# Model Validation (ESL)
This notebook expands on the concepts presented in chapeter 7 *Model Assessment and Selection* of the *Elements of Statistical Learning* book. The topics are not necessarily examined in order of appearence on the chapter, rather following a convenient thread of thought.

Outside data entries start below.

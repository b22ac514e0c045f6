//! Error types for the `post_parser` crate.

/// Boxed error returned by registered filters.
pub type BoxError = Box<dyn std::error::Error + Send + Sync>;

/// All errors that can occur while parsing post content.
#[derive(Debug, thiserror::Error)]
pub enum PipelineError {
    /// The payload or its content field does not have the expected shape.
    #[error("Invalid input: {0}")]
    InvalidInput(String),

    /// A math span could not be rendered.
    ///
    /// Recovered per span by the expander; only surfaces from a
    /// [`MathRenderer`](crate::MathRenderer) directly.
    #[error("Render failed: {0}")]
    Render(String),

    /// A captured attribute value is not a valid URL reference.
    #[error("Invalid URL: {0}")]
    InvalidUrl(String),

    /// A filter registered on a hook returned an error.
    #[error("Filter `{plugin}` failed on hook `{hook}`: {source}")]
    Filter {
        hook: &'static str,
        plugin: String,
        #[source]
        source: BoxError,
    },

    /// The builder or a rule configuration is invalid.
    #[error("Config error: {0}")]
    Config(String),
}

/// A type alias for `Result<T, PipelineError>`.
pub type Result<T> = std::result::Result<T, PipelineError>;
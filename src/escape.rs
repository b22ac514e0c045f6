//! Final escaping of rendered content.

/// Escapes rendered content before it is cached and returned.
///
/// Called exactly once per pipeline run; implementations need not be
/// idempotent.
pub trait Escaper: Send + Sync {
    fn escape(&self, text: &str) -> String;
}

/// Neutralizes `[[…]]` translation tokens so user content can never be
/// resolved as a translation key.
///
/// ```
/// use post_parser::{Escaper, TranslatorEscaper};
///
/// assert_eq!(
///     TranslatorEscaper.escape("[[error:no-privileges]]"),
///     "&#91;&#91;error:no-privileges&#93;&#93;"
/// );
/// ```
#[derive(Debug, Clone, Copy, Default)]
pub struct TranslatorEscaper;

impl Escaper for TranslatorEscaper {
    fn escape(&self, text: &str) -> String {
        text.replace("[[", "&#91;&#91;").replace("]]", "&#93;&#93;")
    }
}

impl<F> Escaper for F
where
    F: Fn(&str) -> String + Send + Sync,
{
    fn escape(&self, text: &str) -> String {
        self(text)
    }
}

## Extra-sample and In-sample errors
It is interesting to elaborate the concept of *Extra-sample* and *In-sample* error covered in sections 7.4 and followinng of the chapter. Using the same notation of the books, let
$$ \mathcal{T} = \{(x_1, y_1, \ldots, x_N, y_N)\} $$
be the training set
and considere a re-sampling of the points (here a make a little change in the notation my $y_i'$ corresponds to the $Y^0_i$ of the book).
$$ \mathcal{T}' = \{ (x_1, y_i'), \ldots, (x_N, y_N') \} $$
For a given error function $L(y_i, \hat{f})$ we can calculate the *training error*
$$ \bar{err} = \sum_{i=1}^{N}{L(y_i, \hat{f}(x_i))} $$
the *in-sample error*
$$ Err_{in} = \sum_{i=1}^{N}{L(y_i', \hat{f}(x_i))} $$
and the *optimism*
$$ Err_{in} - \bar{err} $$


In [100]:
import numpy as np
from sklearn.linear_model import LinearRegression
from sklearn.metrics import mean_squared_error

def linear_model(beta, X, noise=0):
    '''Computes and returns beta.T*X + noise'''
    return (np.matmul(X,beta) + noise*np.random.randn(np.shape(X)[0])).reshape(-1,1)

n_samples = 50
n_features = 1
noise = 30
X = np.random.randn(n_samples, n_features)*5
beta  = np.random.randn(n_features)*40
y = linear_model(beta,X,noise)

model = LinearRegression()
model.fit(X,y)
tilde_y = model.predict(X)

n_resamples = 30
Y_res = np.zeros([n_samples, n_resamples])
err_in_sample = np.zeros([n_resamples,1])
# resample
for i in range(n_resamples):
    ys = linear_model(beta,X,noise)
    Y_res[:,i] = ys.reshape(n_samples)
    err_in_sample[i] = mean_squared_error(ys, model.predict(X))

exp_in_sample = np.mean(err_in_sample)
train_err = mean_squared_error(y, model.predict(X))
print("Training error {0}".format(train_err))
print("In sample mean error {0}".format(exp_in_sample))
print("Average optimism {0}".format(exp_in_sample-train_err))

Training error 663.2259363096656
In sample mean error 899.9026352085289
Average optimism 236.67669889886326


We can have from the above analysis a partial confirmation that the optimism is, on average, positive and thus that the training error is somehow too good (*i.e.*, too optimistic) as predictor of the actual error. This is quite intuitive, but I don't see as obvious the analytical argument for it.

It seems to me that the same phenomenon that makes training error biased downward, should be in place when we use training error as predictor of the test error. In this case the phenomenon should be even higher because we are not trying to estimate the same $x_i$ used for constructing the prediction, but we are trying to predict the unknown function in points $x'$ that (presumibly) we have not yet seen.

The claim made in the text is that
$$ E[Err_{in}-\bar{err}] = \frac{2}{N}\sum_{i=1}^{N}{\hat{y}_i, y_i)}$$
The proof of this results (outlined in Exercise 7.4) could shed some lights on the nature of this situation and it is therefore useful to pursue to better understand the whole phenomenon.